Other new TV originals include “Wolfe,” starring Babou Ceesay (“Guerilla,” “Rogue One”) as a lauded forensic pathologist and written by Paul Abbott (“Shameless”); “The Midwich Cuckoos,” a modern adaptation of John Wyndham’s classic science fiction novel from David Farr (“The Night Manager”); and “Extinction,” an action thriller about a man who keeps reliving the same day over and over again, written by Joe Barton (“Giri/Haji”) and starring Paapa Essiedu (“I May Destroy You”), Tom Burke (“Strike”), Anjli Mohindra (“Bodyguard”) and Caroline Quentin (“Men Behaving Badly”).

Ultimately, all content will also land on Sky’s popular SVOD service Now TV, which hosts films and TV made available to subscribers various dedicated “passes.”

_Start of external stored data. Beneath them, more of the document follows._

use serde::Deserialize;
use std::fs;
use std::path::Path;
use std::time::Duration;
use thiserror::Error;

use crate::bridge::TransportConfig;
use crate::camera::Resolution;

#[derive(Debug, Error)]
pub enum ConfigError {
    #[error("failed to read {path}: {source}")]
    Read {
        path: String,
        source: std::io::Error,
    },
    #[error("failed to parse {path}: {source}")]
    Parse {
        path: String,
        source: toml::de::Error,
    },
}

#[derive(Debug, Default, Deserialize)]
pub struct Config {
    #[serde(default)]
    pub osc: OscConfig,
    #[serde(default)]
    pub camera: CameraConfig,
    #[serde(default)]
    pub model: ModelConfig,
    #[serde(default)]
    pub render: RenderConfig,
    #[serde(default)]
    pub bridge: BridgeConfig,
    #[serde(default)]
    pub log: LogConfig,
}

/// OSC送信先と受信用ローカルポート
#[derive(Debug, Deserialize, Clone)]
pub struct OscConfig {
    #[serde(default = "default_local_address")]
    pub local_address: String,
    #[serde(default = "default_local_port")]
    pub local_port: u16,
    #[serde(default = "default_remote_address")]
    pub remote_address: String,
    #[serde(default = "default_remote_port")]
    pub remote_port: u16,
    #[serde(default = "default_true")]
    pub metadata: bool,
}

fn default_local_address() -> String { "0.0.0.0".to_string() }
fn default_local_port() -> u16 { 57121 }
fn default_remote_address() -> String { "127.0.0.1".to_string() }
fn default_remote_port() -> u16 { 8000 }
fn default_true() -> bool { true }

impl Default for OscConfig {
    fn default() -> Self {
        Self {
            local_address: default_local_address(),
            local_port: default_local_port(),
            remote_address: default_remote_address(),
            remote_port: default_remote_port(),
            metadata: default_true(),
        }
    }
}

impl OscConfig {
    pub fn to_transport_config(&self) -> TransportConfig {
        TransportConfig {
            local_address: self.local_address.clone(),
            local_port: self.local_port,
            remote_address: self.remote_address.clone(),
            remote_port: self.remote_port,
            metadata: self.metadata,
        }
    }
}

#[derive(Debug, Deserialize, Clone)]
pub struct CameraConfig {
    /// 起動時に使うデバイスID (未指定なら列挙結果の先頭)
    #[serde(default)]
    pub device: Option<String>,
    #[serde(default = "default_camera_width")]
    pub width: u32,
    #[serde(default = "default_camera_height")]
    pub height: u32,
    #[serde(default = "default_camera_fps")]
    pub fps: u32,
    /// 列挙時にプローブするindexの上限
    #[serde(default = "default_max_probe_index")]
    pub max_probe_index: i32,
    #[serde(default = "default_first_frame_timeout_ms")]
    pub first_frame_timeout_ms: u64,
}

fn default_camera_width() -> u32 { 1280 }
fn default_camera_height() -> u32 { 720 }
fn default_camera_fps() -> u32 { 30 }
fn default_max_probe_index() -> i32 { 8 }
fn default_first_frame_timeout_ms() -> u64 { 3000 }

impl Default for CameraConfig {
    fn default() -> Self {
        Self {
            device: None,
            width: default_camera_width(),
            height: default_camera_height(),
            fps: default_camera_fps(),
            max_probe_index: default_max_probe_index(),
            first_frame_timeout_ms: default_first_frame_timeout_ms(),
        }
    }
}

impl CameraConfig {
    pub fn resolution(&self) -> Resolution {
        Resolution {
            width: self.width,
            height: self.height,
            fps: self.fps,
        }
    }

    pub fn first_frame_timeout(&self) -> Duration {
        Duration::from_millis(self.first_frame_timeout_ms)
    }
}

#[derive(Debug, Deserialize, Clone)]
pub struct ModelConfig {
    #[serde(default = "default_model_path")]
    pub path: String,
    #[serde(default = "default_input_size")]
    pub input_size: usize,
    #[serde(default = "default_input_name")]
    pub input_name: String,
    #[serde(default = "default_landmarks_output")]
    pub landmarks_output: String,
    #[serde(default = "default_presence_output")]
    pub presence_output: String,
    /// これ未満のpresenceは「姿勢なし」
    #[serde(default = "default_min_presence")]
    pub min_presence: f32,
    /// 平均可視度がこれ以上なら次フレームは前回の人物周辺だけを推論
    #[serde(default = "default_min_tracking_confidence")]
    pub min_tracking_confidence: f32,
    #[serde(default = "default_true")]
    pub smooth_landmarks: bool,
    /// One Euro Filter: 静止時のカットオフ [Hz]
    #[serde(default = "default_smoothing_min_cutoff")]
    pub smoothing_min_cutoff: f32,
    /// One Euro Filter: 速度係数
    #[serde(default = "default_smoothing_beta")]
    pub smoothing_beta: f32,
}

fn default_model_path() -> String { "models/pose_landmark_full.onnx".to_string() }
fn default_input_size() -> usize { 256 }
fn default_input_name() -> String { "input_1".to_string() }
fn default_landmarks_output() -> String { "Identity".to_string() }
fn default_presence_output() -> String { "Identity_1".to_string() }
fn default_min_presence() -> f32 { 0.5 }
fn default_min_tracking_confidence() -> f32 { 0.5 }
fn default_smoothing_min_cutoff() -> f32 { 1.0 }
fn default_smoothing_beta() -> f32 { 10.0 }

impl Default for ModelConfig {
    fn default() -> Self {
        Self {
            path: default_model_path(),
            input_size: default_input_size(),
            input_name: default_input_name(),
            landmarks_output: default_landmarks_output(),
            presence_output: default_presence_output(),
            min_presence: default_min_presence(),
            min_tracking_confidence: default_min_tracking_confidence(),
            smooth_landmarks: default_true(),
            smoothing_min_cutoff: default_smoothing_min_cutoff(),
            smoothing_beta: default_smoothing_beta(),
        }
    }
}

#[derive(Debug, Deserialize, Clone)]
pub struct RenderConfig {
    #[serde(default = "default_true")]
    pub draw_skeleton: bool,
    #[serde(default = "default_true")]
    pub draw_landmarks: bool,
    #[serde(default = "default_target_fps")]
    pub target_fps: usize,
    #[serde(default = "default_window_width")]
    pub window_width: usize,
    #[serde(default = "default_window_height")]
    pub window_height: usize,
}

fn default_target_fps() -> usize { 60 }
fn default_window_width() -> usize { 1280 }
fn default_window_height() -> usize { 900 }

impl Default for RenderConfig {
    fn default() -> Self {
        Self {
            draw_skeleton: true,
            draw_landmarks: true,
            target_fps: default_target_fps(),
            window_width: default_window_width(),
            window_height: default_window_height(),
        }
    }
}

#[derive(Debug, Deserialize, Clone)]
pub struct BridgeConfig {
    #[serde(default = "default_request_timeout_ms")]
    pub request_timeout_ms: u64,
    #[serde(default = "default_queue_capacity")]
    pub queue_capacity: usize,
}

fn default_request_timeout_ms() -> u64 { 2000 }
fn default_queue_capacity() -> usize { 1024 }

impl Default for BridgeConfig {
    fn default() -> Self {
        Self {
            request_timeout_ms: default_request_timeout_ms(),
            queue_capacity: default_queue_capacity(),
        }
    }
}

impl BridgeConfig {
    pub fn request_timeout(&self) -> Duration {
        Duration::from_millis(self.request_timeout_ms)
    }
}

#[derive(Debug, Deserialize, Clone)]
pub struct LogConfig {
    #[serde(default = "default_log_level")]
    pub level: String,
    /// ログファイルの出力先。空文字ならファイル出力なし
    #[serde(default = "default_log_directory")]
    pub directory: String,
}

fn default_log_level() -> String { "info".to_string() }
fn default_log_directory() -> String { "logs".to_string() }

impl Default for LogConfig {
    fn default() -> Self {
        Self {
            level: default_log_level(),
            directory: default_log_directory(),
        }
    }
}

impl Config {
    pub fn load<P: AsRef<Path>>(path: P) -> Result<Self, ConfigError> {
        let path = path.as_ref();
        let content = fs::read_to_string(path).map_err(|source| ConfigError::Read {
            path: path.display().to_string(),
            source,
        })?;
        Self::parse(&content).map_err(|source| ConfigError::Parse {
            path: path.display().to_string(),
            source,
        })
    }

    pub fn parse(content: &str) -> Result<Self, toml::de::Error> {
        toml::from_str(content)
    }

    /// ファイルがなければデフォルト、壊れていれば警告してデフォルト
    pub fn load_or_default<P: AsRef<Path>>(path: P) -> Self {
        let path = path.as_ref();
        if !path.exists() {
            return Self::default();
        }
        match Self::load(path) {
            Ok(config) => config,
            Err(e) => {
                // logging is not up yet at this point
                eprintln!("{e}; using defaults");
                Self::default()
            }
        }
    }
}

Asked whether there’s any chance NBCUniversal’s Peacock may land on Now TV in some form — similar to what Disney Plus is doing with its adult-oriented Star service, which will become a tile on Disney Plus internationally — Bennett says no plans are afoot so far.

“Right now, Peacock is a U.S. service,” says Bennett. “At the moment, we share an awful lot of stuff: they have a lot of our comedies and we took ‘Brave New World,’ and we’re co-producing some docs together as well. But in our territory, it’s Sky, and in the U.S., it’s Peacock. I don’t see them co-existing any time soon.”